**REQUIRED ACTION**
Pick every line from the data that holds the word "reveal".

= = = =

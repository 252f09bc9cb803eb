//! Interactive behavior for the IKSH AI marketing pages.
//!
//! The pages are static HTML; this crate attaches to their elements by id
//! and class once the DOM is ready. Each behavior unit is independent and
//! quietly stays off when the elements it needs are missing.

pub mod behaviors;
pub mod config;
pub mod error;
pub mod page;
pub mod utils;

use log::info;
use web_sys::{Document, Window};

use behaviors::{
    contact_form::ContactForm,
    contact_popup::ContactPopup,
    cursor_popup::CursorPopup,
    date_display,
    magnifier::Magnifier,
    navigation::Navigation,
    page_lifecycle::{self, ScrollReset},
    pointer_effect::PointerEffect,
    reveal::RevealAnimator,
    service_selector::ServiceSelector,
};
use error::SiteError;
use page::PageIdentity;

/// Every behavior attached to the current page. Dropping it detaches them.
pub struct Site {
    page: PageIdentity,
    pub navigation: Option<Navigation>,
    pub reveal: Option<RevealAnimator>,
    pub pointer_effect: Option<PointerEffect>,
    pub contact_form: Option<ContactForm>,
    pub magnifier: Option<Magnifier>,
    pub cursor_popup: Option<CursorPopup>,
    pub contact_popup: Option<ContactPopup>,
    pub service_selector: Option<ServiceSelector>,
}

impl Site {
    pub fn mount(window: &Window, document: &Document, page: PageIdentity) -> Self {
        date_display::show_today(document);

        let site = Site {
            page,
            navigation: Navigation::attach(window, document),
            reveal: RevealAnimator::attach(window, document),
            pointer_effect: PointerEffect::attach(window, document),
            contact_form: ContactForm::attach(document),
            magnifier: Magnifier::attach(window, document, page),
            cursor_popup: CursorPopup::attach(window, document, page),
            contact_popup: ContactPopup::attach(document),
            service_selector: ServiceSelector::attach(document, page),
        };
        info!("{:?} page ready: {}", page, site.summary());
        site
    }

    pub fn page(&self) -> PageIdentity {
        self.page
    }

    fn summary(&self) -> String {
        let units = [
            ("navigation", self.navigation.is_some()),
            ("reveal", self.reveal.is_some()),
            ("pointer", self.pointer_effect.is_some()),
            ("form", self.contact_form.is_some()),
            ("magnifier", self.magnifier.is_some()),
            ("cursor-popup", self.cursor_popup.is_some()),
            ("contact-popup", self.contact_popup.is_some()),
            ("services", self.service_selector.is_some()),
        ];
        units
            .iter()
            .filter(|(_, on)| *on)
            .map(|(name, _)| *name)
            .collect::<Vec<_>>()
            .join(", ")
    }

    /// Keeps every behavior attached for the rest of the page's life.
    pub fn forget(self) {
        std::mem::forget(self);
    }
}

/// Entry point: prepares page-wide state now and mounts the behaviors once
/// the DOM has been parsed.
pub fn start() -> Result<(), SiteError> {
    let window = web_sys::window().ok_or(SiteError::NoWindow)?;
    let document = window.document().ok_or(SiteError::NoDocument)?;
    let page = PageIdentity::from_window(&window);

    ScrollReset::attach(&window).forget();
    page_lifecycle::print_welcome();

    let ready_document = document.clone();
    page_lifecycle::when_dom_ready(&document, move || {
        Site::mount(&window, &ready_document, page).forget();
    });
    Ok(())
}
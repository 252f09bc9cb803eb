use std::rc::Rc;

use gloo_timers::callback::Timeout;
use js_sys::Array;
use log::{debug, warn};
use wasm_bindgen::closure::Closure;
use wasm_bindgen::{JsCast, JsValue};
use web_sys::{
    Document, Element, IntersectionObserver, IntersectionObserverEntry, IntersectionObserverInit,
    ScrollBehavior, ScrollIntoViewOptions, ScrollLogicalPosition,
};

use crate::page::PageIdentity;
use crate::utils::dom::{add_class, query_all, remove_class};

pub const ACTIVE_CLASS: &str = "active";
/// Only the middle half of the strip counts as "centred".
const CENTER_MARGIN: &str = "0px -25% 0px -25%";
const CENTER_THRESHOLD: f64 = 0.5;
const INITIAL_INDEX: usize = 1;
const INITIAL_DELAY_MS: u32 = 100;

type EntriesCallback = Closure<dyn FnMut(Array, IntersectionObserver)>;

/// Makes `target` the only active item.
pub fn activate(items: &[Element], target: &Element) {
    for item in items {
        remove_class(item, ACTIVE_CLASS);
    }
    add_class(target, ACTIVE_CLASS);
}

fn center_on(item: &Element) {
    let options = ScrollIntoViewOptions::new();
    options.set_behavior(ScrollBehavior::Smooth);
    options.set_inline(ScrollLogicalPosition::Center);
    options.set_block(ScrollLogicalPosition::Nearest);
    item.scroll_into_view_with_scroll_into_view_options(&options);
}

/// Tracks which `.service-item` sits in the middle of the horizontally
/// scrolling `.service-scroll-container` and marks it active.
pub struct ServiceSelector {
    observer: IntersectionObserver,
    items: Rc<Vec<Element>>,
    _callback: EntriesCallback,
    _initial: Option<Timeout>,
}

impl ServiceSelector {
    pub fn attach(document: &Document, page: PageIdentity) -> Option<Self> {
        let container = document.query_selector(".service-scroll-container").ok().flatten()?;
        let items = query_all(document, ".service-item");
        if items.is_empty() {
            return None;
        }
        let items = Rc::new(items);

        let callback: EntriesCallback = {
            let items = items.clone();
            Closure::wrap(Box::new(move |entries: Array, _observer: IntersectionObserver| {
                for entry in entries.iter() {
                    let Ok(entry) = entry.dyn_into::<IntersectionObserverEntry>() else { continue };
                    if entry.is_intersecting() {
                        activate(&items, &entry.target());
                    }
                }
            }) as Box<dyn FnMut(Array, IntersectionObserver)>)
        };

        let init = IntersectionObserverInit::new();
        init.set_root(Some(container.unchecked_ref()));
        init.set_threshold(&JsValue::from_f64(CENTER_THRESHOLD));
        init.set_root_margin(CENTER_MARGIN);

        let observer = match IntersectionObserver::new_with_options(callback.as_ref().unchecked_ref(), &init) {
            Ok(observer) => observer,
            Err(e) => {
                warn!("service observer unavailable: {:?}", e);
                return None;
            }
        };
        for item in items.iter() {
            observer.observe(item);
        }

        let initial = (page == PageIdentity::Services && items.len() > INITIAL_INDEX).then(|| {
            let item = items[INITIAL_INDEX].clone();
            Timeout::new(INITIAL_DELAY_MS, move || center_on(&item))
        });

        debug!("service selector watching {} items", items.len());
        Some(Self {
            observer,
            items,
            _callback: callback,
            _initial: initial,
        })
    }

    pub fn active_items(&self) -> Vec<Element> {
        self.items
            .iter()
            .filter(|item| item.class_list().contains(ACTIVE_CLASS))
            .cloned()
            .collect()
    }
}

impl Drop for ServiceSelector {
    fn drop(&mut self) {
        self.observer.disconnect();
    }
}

= = = =

**FINISHED TASK**
    reveal::RevealAnimator,
    pub reveal: Option<RevealAnimator>,
            reveal: RevealAnimator::attach(window, document),
            ("reveal", self.reveal.is_some()),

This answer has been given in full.